[Stored data]
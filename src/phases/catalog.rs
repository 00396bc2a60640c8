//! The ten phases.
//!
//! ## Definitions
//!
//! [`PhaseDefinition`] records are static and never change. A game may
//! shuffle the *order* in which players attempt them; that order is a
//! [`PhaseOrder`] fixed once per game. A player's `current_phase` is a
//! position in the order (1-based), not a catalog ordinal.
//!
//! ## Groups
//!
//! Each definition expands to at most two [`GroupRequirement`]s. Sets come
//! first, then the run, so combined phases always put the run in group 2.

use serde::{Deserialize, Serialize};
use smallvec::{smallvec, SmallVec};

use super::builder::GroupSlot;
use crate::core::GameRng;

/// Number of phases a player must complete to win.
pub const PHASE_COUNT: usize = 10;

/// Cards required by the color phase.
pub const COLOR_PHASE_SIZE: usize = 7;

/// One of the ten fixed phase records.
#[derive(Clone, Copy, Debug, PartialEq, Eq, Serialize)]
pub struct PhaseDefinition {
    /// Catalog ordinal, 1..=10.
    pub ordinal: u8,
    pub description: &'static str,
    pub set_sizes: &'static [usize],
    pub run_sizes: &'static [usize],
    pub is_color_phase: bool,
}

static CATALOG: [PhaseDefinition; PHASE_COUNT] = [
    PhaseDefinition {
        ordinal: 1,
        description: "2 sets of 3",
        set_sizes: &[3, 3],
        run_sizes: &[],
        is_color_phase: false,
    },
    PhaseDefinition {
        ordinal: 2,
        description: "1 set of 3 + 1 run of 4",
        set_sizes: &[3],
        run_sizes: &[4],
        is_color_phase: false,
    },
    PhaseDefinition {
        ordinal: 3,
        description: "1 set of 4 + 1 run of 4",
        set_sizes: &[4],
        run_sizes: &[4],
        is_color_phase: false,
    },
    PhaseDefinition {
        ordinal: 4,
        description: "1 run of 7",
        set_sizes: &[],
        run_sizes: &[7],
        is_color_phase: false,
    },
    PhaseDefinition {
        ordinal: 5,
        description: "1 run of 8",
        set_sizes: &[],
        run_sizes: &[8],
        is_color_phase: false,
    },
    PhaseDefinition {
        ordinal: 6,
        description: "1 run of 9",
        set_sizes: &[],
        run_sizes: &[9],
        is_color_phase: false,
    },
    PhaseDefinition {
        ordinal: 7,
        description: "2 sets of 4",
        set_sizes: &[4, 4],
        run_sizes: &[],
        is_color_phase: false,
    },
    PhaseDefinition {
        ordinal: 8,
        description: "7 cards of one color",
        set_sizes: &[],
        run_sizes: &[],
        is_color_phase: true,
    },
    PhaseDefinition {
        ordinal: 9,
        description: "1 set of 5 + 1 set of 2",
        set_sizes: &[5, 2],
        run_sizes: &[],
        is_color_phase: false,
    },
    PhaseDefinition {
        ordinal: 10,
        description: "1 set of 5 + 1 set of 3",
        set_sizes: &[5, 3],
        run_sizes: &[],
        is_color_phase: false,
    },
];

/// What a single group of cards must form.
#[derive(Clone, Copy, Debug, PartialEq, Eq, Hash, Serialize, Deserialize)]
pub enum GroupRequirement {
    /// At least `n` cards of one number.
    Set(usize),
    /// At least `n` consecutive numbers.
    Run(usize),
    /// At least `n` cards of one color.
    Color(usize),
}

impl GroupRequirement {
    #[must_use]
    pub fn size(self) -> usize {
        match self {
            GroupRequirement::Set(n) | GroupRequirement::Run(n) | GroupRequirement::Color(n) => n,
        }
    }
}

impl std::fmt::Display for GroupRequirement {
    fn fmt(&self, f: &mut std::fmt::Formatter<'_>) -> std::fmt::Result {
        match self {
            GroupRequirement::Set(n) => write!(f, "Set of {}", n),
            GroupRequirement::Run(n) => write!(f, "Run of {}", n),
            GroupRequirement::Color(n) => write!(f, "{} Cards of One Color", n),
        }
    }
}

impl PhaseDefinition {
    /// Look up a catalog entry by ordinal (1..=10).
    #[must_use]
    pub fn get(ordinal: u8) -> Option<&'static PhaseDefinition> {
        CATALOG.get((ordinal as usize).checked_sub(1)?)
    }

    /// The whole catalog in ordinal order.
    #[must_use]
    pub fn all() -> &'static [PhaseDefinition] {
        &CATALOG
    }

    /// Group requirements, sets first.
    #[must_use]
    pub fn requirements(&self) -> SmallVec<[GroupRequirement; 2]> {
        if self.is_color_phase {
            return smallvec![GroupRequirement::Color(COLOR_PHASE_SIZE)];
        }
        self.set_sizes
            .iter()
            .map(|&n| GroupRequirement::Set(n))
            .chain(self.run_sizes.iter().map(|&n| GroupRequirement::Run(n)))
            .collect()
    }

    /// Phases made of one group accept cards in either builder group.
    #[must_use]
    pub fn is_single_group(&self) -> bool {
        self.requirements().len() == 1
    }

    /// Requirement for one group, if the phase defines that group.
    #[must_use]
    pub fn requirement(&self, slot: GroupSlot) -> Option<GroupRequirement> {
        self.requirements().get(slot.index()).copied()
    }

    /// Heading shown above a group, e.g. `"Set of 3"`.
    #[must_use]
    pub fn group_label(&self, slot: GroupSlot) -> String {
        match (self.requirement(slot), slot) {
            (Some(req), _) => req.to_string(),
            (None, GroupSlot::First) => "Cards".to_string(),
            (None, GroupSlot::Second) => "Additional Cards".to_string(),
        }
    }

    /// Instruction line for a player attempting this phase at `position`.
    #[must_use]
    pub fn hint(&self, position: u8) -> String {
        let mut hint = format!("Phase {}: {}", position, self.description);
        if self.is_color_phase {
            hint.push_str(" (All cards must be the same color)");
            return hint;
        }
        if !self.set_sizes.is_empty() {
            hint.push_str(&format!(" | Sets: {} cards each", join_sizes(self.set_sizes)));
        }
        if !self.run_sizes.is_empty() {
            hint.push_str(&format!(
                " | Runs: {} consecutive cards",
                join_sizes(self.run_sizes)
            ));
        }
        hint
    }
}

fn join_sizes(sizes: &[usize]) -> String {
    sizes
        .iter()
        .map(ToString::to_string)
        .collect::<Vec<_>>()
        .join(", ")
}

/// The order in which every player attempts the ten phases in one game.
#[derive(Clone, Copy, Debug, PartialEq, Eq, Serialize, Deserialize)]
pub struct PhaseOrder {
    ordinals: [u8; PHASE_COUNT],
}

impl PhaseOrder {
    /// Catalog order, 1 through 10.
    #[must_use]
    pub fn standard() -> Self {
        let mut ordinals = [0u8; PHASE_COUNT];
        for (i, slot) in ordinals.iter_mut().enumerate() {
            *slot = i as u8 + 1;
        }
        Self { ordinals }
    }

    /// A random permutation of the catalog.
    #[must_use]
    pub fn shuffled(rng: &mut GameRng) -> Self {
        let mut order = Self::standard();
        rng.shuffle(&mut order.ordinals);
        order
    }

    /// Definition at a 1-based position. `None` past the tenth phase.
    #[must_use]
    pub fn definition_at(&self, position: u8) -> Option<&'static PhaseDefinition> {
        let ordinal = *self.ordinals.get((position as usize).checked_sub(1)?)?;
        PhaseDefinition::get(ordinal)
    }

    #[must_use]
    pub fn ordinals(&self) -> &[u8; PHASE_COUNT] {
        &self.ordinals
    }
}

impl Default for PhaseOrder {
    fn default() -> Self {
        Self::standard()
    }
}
---
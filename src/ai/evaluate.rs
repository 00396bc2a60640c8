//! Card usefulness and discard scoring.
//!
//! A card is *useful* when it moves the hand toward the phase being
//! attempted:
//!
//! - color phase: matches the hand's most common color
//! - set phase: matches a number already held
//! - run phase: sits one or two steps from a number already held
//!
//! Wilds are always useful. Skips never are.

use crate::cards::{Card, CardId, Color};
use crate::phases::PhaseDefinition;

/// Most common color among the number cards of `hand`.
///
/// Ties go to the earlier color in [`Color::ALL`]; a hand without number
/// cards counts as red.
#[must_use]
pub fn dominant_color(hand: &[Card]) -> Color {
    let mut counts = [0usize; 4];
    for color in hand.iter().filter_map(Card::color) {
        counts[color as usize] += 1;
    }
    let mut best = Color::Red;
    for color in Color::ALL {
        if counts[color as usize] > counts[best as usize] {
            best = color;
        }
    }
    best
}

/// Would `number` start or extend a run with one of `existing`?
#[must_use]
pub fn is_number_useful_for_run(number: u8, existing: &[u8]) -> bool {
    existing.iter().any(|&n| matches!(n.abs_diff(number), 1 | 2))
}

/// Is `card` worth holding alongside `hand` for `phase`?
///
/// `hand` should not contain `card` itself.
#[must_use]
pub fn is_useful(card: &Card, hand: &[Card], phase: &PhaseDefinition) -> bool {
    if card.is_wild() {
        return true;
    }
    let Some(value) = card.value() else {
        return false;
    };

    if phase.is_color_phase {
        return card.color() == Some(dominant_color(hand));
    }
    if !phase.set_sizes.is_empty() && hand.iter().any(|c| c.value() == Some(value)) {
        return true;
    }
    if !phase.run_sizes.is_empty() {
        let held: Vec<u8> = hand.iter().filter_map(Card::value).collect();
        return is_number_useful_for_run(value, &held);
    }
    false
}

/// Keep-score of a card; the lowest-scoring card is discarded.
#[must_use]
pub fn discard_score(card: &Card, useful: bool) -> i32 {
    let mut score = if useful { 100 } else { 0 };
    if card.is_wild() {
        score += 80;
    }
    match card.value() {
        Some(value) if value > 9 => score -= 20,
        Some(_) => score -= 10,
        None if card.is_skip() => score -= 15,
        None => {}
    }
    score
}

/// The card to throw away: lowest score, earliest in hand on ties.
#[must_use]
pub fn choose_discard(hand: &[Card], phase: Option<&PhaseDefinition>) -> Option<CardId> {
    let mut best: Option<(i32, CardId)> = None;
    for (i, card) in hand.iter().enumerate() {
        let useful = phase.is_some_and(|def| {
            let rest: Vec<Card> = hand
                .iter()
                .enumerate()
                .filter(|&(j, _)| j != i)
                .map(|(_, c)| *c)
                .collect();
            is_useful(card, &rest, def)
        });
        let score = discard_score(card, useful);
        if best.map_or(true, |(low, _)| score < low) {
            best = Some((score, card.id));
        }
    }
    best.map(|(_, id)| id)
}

WHAT IS NEEDED
Produce the number of lines in the data containing the string "records", with nothing added.

SOLVED PROBLEM
2